This workflow allows us to have a well-organized (thanks to DocHub) set of design documentation, that doesn’t duplicate the User Guide, and doesn’t allow the design documentation to go stale once the system is implemented and being maintained.

Does this sound like a reasonable workflow?

How do we retain citability though? The tech notes are easy to cite (author, handle, title, version, and possibly DOI); a page in a user guide is not. “Section titled ‘FITS header’ in AFW docs” is not a way to reference something. Are you issuing DOIs for each section in each user guide?

That I don’t know yet. I’ll have to find out if DOIs can be issued for resources that sit inside larger resources that themselves have a DOI. I.e., if each section and/or page of the Guide can be issued a DOI with each release, which itself has a DOI.

That said, I’m not sure what this will mean for DocHub. I don’t imagine individual User Guide pages being discoverable by browsing DocHub in the same way that Technotes and User Guides themselves will be.

The overall feedback I’m getting is that I should prioritize the developer doc contribution experience by eliminating any possible ambiguity and overlap between ‘documenting a system’ and ‘documenting for the user of a system.’ I’m willing to accept this as a fine priority; even if it means extra work on the documentation engineering side to make this citeable/discoverable/traceable.

I don’t think we want to go so far as to say “all designs”. In a lot of ways, Confluence is a better tool to use when a design is in a draft-and-comment stage, and sometimes a commented, git-controlled source code file is a better way to prototype an API. If those are turned into implementations relatively quickly, I don’t think it’ll always be worthwhile to convert those into technotes in the interim. I would support converting those formats into technotes if the implementation isn’t scheduled immediately, and I’d be comfortable leaving it up to the technical managers as to when to do that (rather than having an explicit policy).

I very much agree with the rest of your proposed workflow.

I’m genuinely curious what the motivation is behind the focus on DOIs, having never made use of them myself. Is this just to encourage citations of our work? If so, I’d have thought we’d be pointing people at published papers for that. If it’s to provide a persistent link to a particular section of our documentation, why doesn’t a versioned web URL suffice?

because a few years after LSST is shut down the links won’t work and people won’t be able to find the document that contained the data model. As someone who has already been through a telescope shutdown and realising that every single “mytelescope.edu” link that ever appeared in an ApJ or MNRAS article has stopped working (modulo archive.org) I am very sensitive to arguments involving referencing documentation via “transient” locators.
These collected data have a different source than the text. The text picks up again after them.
//! Chart catalog screen: search bar plus results

use crate::controllers::CatalogController;
use crate::tui::theme::Theme;
use crate::tui::views::helpers::{render_empty_state, render_loading_state, truncate_message};
use crate::tui::views::table::{TableRow, render_table};
use ratatui::{
    Frame,
    layout::{Constraint, Direction, Layout, Rect},
    style::Style,
    text::{Line, Span},
    widgets::{Block, Borders, Cell, Paragraph},
};

const COLUMNS: [(&str, Constraint); 4] = [
    ("NAME", Constraint::Min(28)),
    ("CHART VERSION", Constraint::Length(14)),
    ("APP VERSION", Constraint::Length(14)),
    ("DESCRIPTION", Constraint::Percentage(50)),
];

const DESCRIPTION_MAX: usize = 80;

pub fn render_catalog(
    f: &mut Frame,
    area: Rect,
    controller: &CatalogController,
    searching: bool,
    cursor: usize,
    scroll_offset: &mut usize,
    theme: &Theme,
) {
    let chunks = Layout::default()
        .direction(Direction::Vertical)
        .constraints([Constraint::Length(3), Constraint::Min(0)])
        .split(area);

    render_search_bar(f, chunks[0], controller.query(), searching, theme);

    let charts = controller.charts();
    let title = format!("Charts ({})", charts.len());
    if controller.is_loading() && charts.is_empty() {
        render_loading_state(f, chunks[1], &title, "Searching charts...", theme);
        return;
    }
    if charts.is_empty() {
        render_empty_state(
            f,
            chunks[1],
            &title,
            "No charts found",
            "Try another search or add a repository <2>",
            theme,
        );
        return;
    }

    let rows = charts
        .iter()
        .map(|chart| TableRow {
            cells: vec![
                Cell::from(chart.name.clone()),
                Cell::from(chart.version.clone()),
                Cell::from(chart.app_version.clone()),
                Cell::from(truncate_message(&chart.description, DESCRIPTION_MAX)),
            ],
            selected: controller.list().is_selected(chart),
        })
        .collect();

    render_table(f, chunks[1], &title, &COLUMNS, rows, cursor, scroll_offset, theme);
}

fn render_search_bar(f: &mut Frame, area: Rect, query: &str, searching: bool, theme: &Theme) {
    let mut spans = vec![
        Span::styled("/", Style::default().fg(theme.input_prompt)),
        Span::styled(query.to_string(), theme.input_style(searching)),
    ];
    if searching {
        spans.push(Span::styled("█", theme.input_style(true)));
    } else if query.is_empty() {
        spans.push(Span::styled(
            "press / to search",
            Style::default().fg(theme.text_secondary),
        ));
    }

    let border = if searching {
        theme.input_focused
    } else {
        theme.text_label
    };
    let paragraph = Paragraph::new(Line::from(spans)).block(
        Block::default()
            .title("Search")
            .borders(Borders::ALL)
            .border_style(Style::default().fg(border)),
    );
    f.render_widget(paragraph, area);
}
Do DOIs also provide some sort of persistent home for the documentation itself, then, that would remain even if the web site that originally hosted it is taken down? Or are you assuming that the documentation would end up getting hosted at a different address and we could then modify the DOIs to point to the new location?

A DOI is really a URL redirect with a promise that, in theory, it will always redirect to the document that was given the DOI. Issuing your own DOIs is possible but NSF-funded entities tend to find it hard to fulfill the longevity promise. We currently use Zenodo as our DOI issuer which requires we upload the files to Zenodo when we “mint” the content. Even without DOIs, citing a section of some big guide seems wrong to me. I don’t really understand why the guide can’t itself link to a standalone document.

I’d like to use DOIs to handle our query reproducibility requirement (rather than people putting the query strings in their papers, they put the DOI and that takes them to the query with a link to the results of the query).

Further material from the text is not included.